I’ve been taking a Pre-Calculus course at Seattle Central, did I tell you that? There’s a couple reasons for this. One thing that’s always kept me from taking college courses is the requirements for the ones I wanted to take. I’ll be taking the two computer science courses at Seattle Central starting this summer, and pre-calculus is a requirement. I talked to the instructor over email and he’s confident he’ll waive the other requirement, which is some silly “microcomputer applications” class.
This gives me flashbacks of having to take “Computer Literacy” and “Computer Applications” to take “Advanced Computer Applications” in high school, the latter of which was really “Desktop Publishing with Pagemaker”. I caught a bunch of flack from one of the computer literacy instructors and from my uncle who was the computer instructor at the vocational school for doing really poorly on the computer literacy final. In retrospect, whoever thought that testing on keyboard shortcuts for Microsoft Word for DOS and which finger’s were supposed to hit which keys should have been flogged. It just alienated me from them anyways, the third teacher was really nice to me and I ended up helping her out in the computer labs quite a bit. Anyhow, there’s a great story about applying to my uncles program and officially getting turned down due to lack of space, but unofficially being turned down because of my “lack of maturity”. Whatever cock muncher.
The plan is to take the two computer science courses that transfer to UW, as well as whatever math I can that transfers, at Seattle Central. Perhaps I’ll take some introduction classes in other subjects, but this is time consuming enough as it is with a full time job and multiple full time hobbies.
The second reason for getting into the computer science courses is to put a little more padding behind my conversations with Adam Jacob about software design. Times like when he pointed me to MVC as an explanation for why Chef did something a certain way (ruby code in the recipe, not in the template) remind me that these things would be more obvious if I knew more of the terminology behind software design.
Also a lack of formal mental process outside of computer science is sometimes missing when talking to some friends, but I doubt I’ll have the time for classes outside math and science in the near future.

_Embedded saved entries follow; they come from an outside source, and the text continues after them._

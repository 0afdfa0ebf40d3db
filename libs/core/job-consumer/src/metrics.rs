//! Prometheus metrics for job consumers

use metrics::counter;
use metrics::histogram;
use metrics_exporter_prometheus::{BuildError, PrometheusBuilder, PrometheusHandle};
use once_cell::sync::OnceCell;
use std::time::Duration;
use tracing::info;

static PROMETHEUS_HANDLE: OnceCell<PrometheusHandle> = OnceCell::new();

/// Install the Prometheus recorder.
///
/// Call this once at startup. Subsequent calls are no-ops.
pub fn init_metrics() -> Result<(), BuildError> {
    PROMETHEUS_HANDLE.get_or_try_init(|| {
        let handle = PrometheusBuilder::new().install_recorder()?;
        info!("Prometheus metrics initialized");
        Ok::<_, BuildError>(handle)
    })?;
    Ok(())
}

/// Render metrics in Prometheus text format
pub fn render_metrics() -> String {
    PROMETHEUS_HANDLE
        .get()
        .map(|h| h.render())
        .unwrap_or_default()
}

/// Metric recorder labelled by queue and handler
#[derive(Debug, Clone)]
pub struct ConsumerMetrics {
    queue: String,
    handler: String,
}

impl ConsumerMetrics {
    pub fn new(queue: impl Into<String>, handler: impl Into<String>) -> Self {
        Self {
            queue: queue.into(),
            handler: handler.into(),
        }
    }

    pub fn message_received(&self) {
        counter!(
            "job_consumer_messages_received_total",
            "queue" => self.queue.clone(),
            "handler" => self.handler.clone()
        )
        .increment(1);
    }

    /// Record a successful run and its duration
    pub fn job_succeeded(&self, duration: Duration) {
        counter!(
            "job_consumer_jobs_total",
            "queue" => self.queue.clone(),
            "handler" => self.handler.clone(),
            "status" => "success"
        )
        .increment(1);

        histogram!(
            "job_consumer_job_duration_seconds",
            "queue" => self.queue.clone(),
            "handler" => self.handler.clone()
        )
        .record(duration.as_secs_f64());
    }

    pub fn job_failed(&self, category: &str) {
        counter!(
            "job_consumer_jobs_total",
            "queue" => self.queue.clone(),
            "handler" => self.handler.clone(),
            "status" => "failed"
        )
        .increment(1);

        counter!(
            "job_consumer_job_errors_total",
            "queue" => self.queue.clone(),
            "handler" => self.handler.clone(),
            "category" => category.to_string()
        )
        .increment(1);
    }

    pub fn job_retried(&self) {
        counter!(
            "job_consumer_jobs_retried_total",
            "queue" => self.queue.clone(),
            "handler" => self.handler.clone()
        )
        .increment(1);
    }

    pub fn message_dead_lettered(&self) {
        counter!(
            "job_consumer_dead_lettered_total",
            "queue" => self.queue.clone(),
            "handler" => self.handler.clone()
        )
        .increment(1);
    }

    /// Record a message that was acknowledged without running the job
    pub fn job_skipped(&self, reason: &str) {
        counter!(
            "job_consumer_jobs_skipped_total",
            "queue" => self.queue.clone(),
            "handler" => self.handler.clone(),
            "reason" => reason.to_string()
        )
        .increment(1);
    }

    pub fn lock_contended(&self) {
        counter!(
            "job_consumer_lock_contention_total",
            "queue" => self.queue.clone(),
            "handler" => self.handler.clone()
        )
        .increment(1);
    }
}

#[cfg(test)]
mod tests {
    use super::*;

    #[test]
    fn test_metrics_without_recorder() {
        // No recorder installed: recording is a no-op and must not panic
        let metrics = ConsumerMetrics::new("jobs", "mailer");
        metrics.message_received();
        metrics.job_succeeded(Duration::from_millis(5));
        metrics.job_failed("transient");
        metrics.job_skipped("complete");
        assert!(render_metrics().is_empty() || PROMETHEUS_HANDLE.get().is_some());
    }
}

Class is funny, as in funny terrible. The class itself is fine, but some of the students stick out like a sore thumb. There’s one who thinks out loud, my biggest complaint of him is when the instructor writes homework problems on the board he starts groaning loudly for every additional problem over ten or so. There are hip kids chatting up the girls, a couple girls announcing very vocally that the class is too hard for them and that they’re dropping it. The teachers handwriting is atrocious, but it’s livable except when you get caught up doing a problem by hand and don’t hear what he is saying to reconcile it with what he is writing. The other day while doing some reading just before class I could hear a couple guys laughing in the study area over my headphones while every one was giving them an evil eye. It’s just amazing how unaware folks get of their surroundings, or their lack of concern/empathy for others.
Hardest part so far was filling out the application for in-state tuition, which was pretty quickly approved once I finally got it all assembled and sent in. I lucked out on a few things, like having a copy of my voter ID card which had the date of registration on it. Not everything had start dates, but I think the pound of other evidence was satisfactory.